In practice, Russell, your argument is compelling. And in practice, no government is going to take on the Roman not-at-all-catholic church about women priests – and therefore eventually cardinals, and therefore a prospect of some new and truly compassionate thinking in the church’s management. But I’d still like to resist part of your argument.
“Anti-discrimination employment law exists to ensure that women (and other groups) are not excluded from the mainstream (primarily secular) labour market.” Maybe. But I would argue that it fundamentally exists to contest an assumption, held for millennia in many societies and at the heart of most of the big religions, that women are inherently inferior to men.
If the Roman not-catholic church advanced any intelligible reason for excluding women from its workforce, akin to saying that only men can take part in a clinical trial of a treatment for prostate cancer, then plainly the R not-c c should be allowed to discriminate. But they don’t. Instead, they do handwaving essentially about the inherent maleness of their supposed god. And that’s code for the old bad idea that women are inferior. Ideally, governments would tell them they’re wrong.
A great article with some very thoughtful comments.
On discriminatory practices in religious groups (e.g. preventing women or gay people access to specific roles/jobs or even participation in the group), modern societies will not continue to tolerate these practices indefinitely. I believe that as these practices become more and more anachronistic over time, exemptions to our increasingly decent and comprehensive human rights bills, charters and laws will no longer be acceptable within the community. I only hope this happens soon.

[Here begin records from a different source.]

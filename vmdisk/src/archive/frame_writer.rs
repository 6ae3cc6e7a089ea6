//! Zstd writer that caps the input carried by each frame.
//!
//! A regular streaming encoder emits one frame for the whole stream, so a
//! reader has to decompress from the start to reach any offset. Closing a
//! frame every [`MAX_FRAME_INPUT`] bytes bounds the work needed to serve
//! a random read to one frame.

use std::io::{self, Write};

use vmdisk_shared::constants::seekable::MAX_FRAME_INPUT;
use zstd::bulk::Compressor;

/// Buffers input and emits one independent zstd frame per full block.
pub struct FrameWriter<W: Write> {
    compressor: Compressor<'static>,
    pending: Vec<u8>,
    inner: W,
    frames: u64,
}

impl<W: Write> FrameWriter<W> {
    pub fn new(inner: W, level: i32) -> io::Result<Self> {
        Ok(Self {
            compressor: Compressor::new(level)?,
            pending: Vec::with_capacity(MAX_FRAME_INPUT),
            inner,
            frames: 0,
        })
    }

    /// Feed uncompressed bytes.
    pub fn write_input(&mut self, mut data: &[u8]) -> io::Result<()> {
        while !data.is_empty() {
            let room = MAX_FRAME_INPUT - self.pending.len();
            let take = room.min(data.len());
            self.pending.extend_from_slice(&data[..take]);
            data = &data[take..];

            if self.pending.len() == MAX_FRAME_INPUT {
                self.emit_frame()?;
            }
        }
        Ok(())
    }

    /// Number of frames written so far.
    pub fn frames(&self) -> u64 {
        self.frames
    }

    /// Flush the last partial frame and hand back the inner writer.
    ///
    /// Empty input still produces one empty frame so the output starts
    /// with the zstd frame magic.
    pub fn finish(mut self) -> io::Result<W> {
        if !self.pending.is_empty() || self.frames == 0 {
            self.emit_frame()?;
        }
        self.inner.flush()?;
        Ok(self.inner)
    }

    fn emit_frame(&mut self) -> io::Result<()> {
        let frame = self.compressor.compress(&self.pending)?;
        self.inner.write_all(&frame)?;
        self.pending.clear();
        self.frames += 1;
        tracing::trace!(frame = self.frames, bytes = frame.len(), "Wrote zstd frame");
        Ok(())
    }
}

No religious groups should be exempt from these laws.
I can’t see why any group should be given a tax exemption, unless the entirety of their profits are given for actual charity (e.g. to feed people, give clothing, counselling, cricket equipment, etc.).
On parental indoctrination, I can’t see how this can be prevented. However, I’ve got a couple of suggestions:
– No person can be considered an official member of a religious group until they are legally an adult (16, 18, 21; take your pick). Of course, this won’t stop children attending, but at least they’ll be asked to officially ‘sign up’ at a later date.
– The state has an overwhelming educational responsibility. It must develop students who can think critically about things we have discovered (scientific facts), things we’re pretty sure about (scientific theories) and things which we’ve pondered for thousands of years (philosophy, especially metaphysics) without finding much in the way of universal truths. This includes studying and finding out about ways of answering metaphysical questions. All students should find out about christianity, islam, judaism, buddhism, hinduis, etc (their practices and history) and understand that there are lots of people who live moral lives without adhering to any of the above. If parents don’t want to send their children to a school (state or private) that follows this curriculum, parents should not expect their school to be given any governmental funding.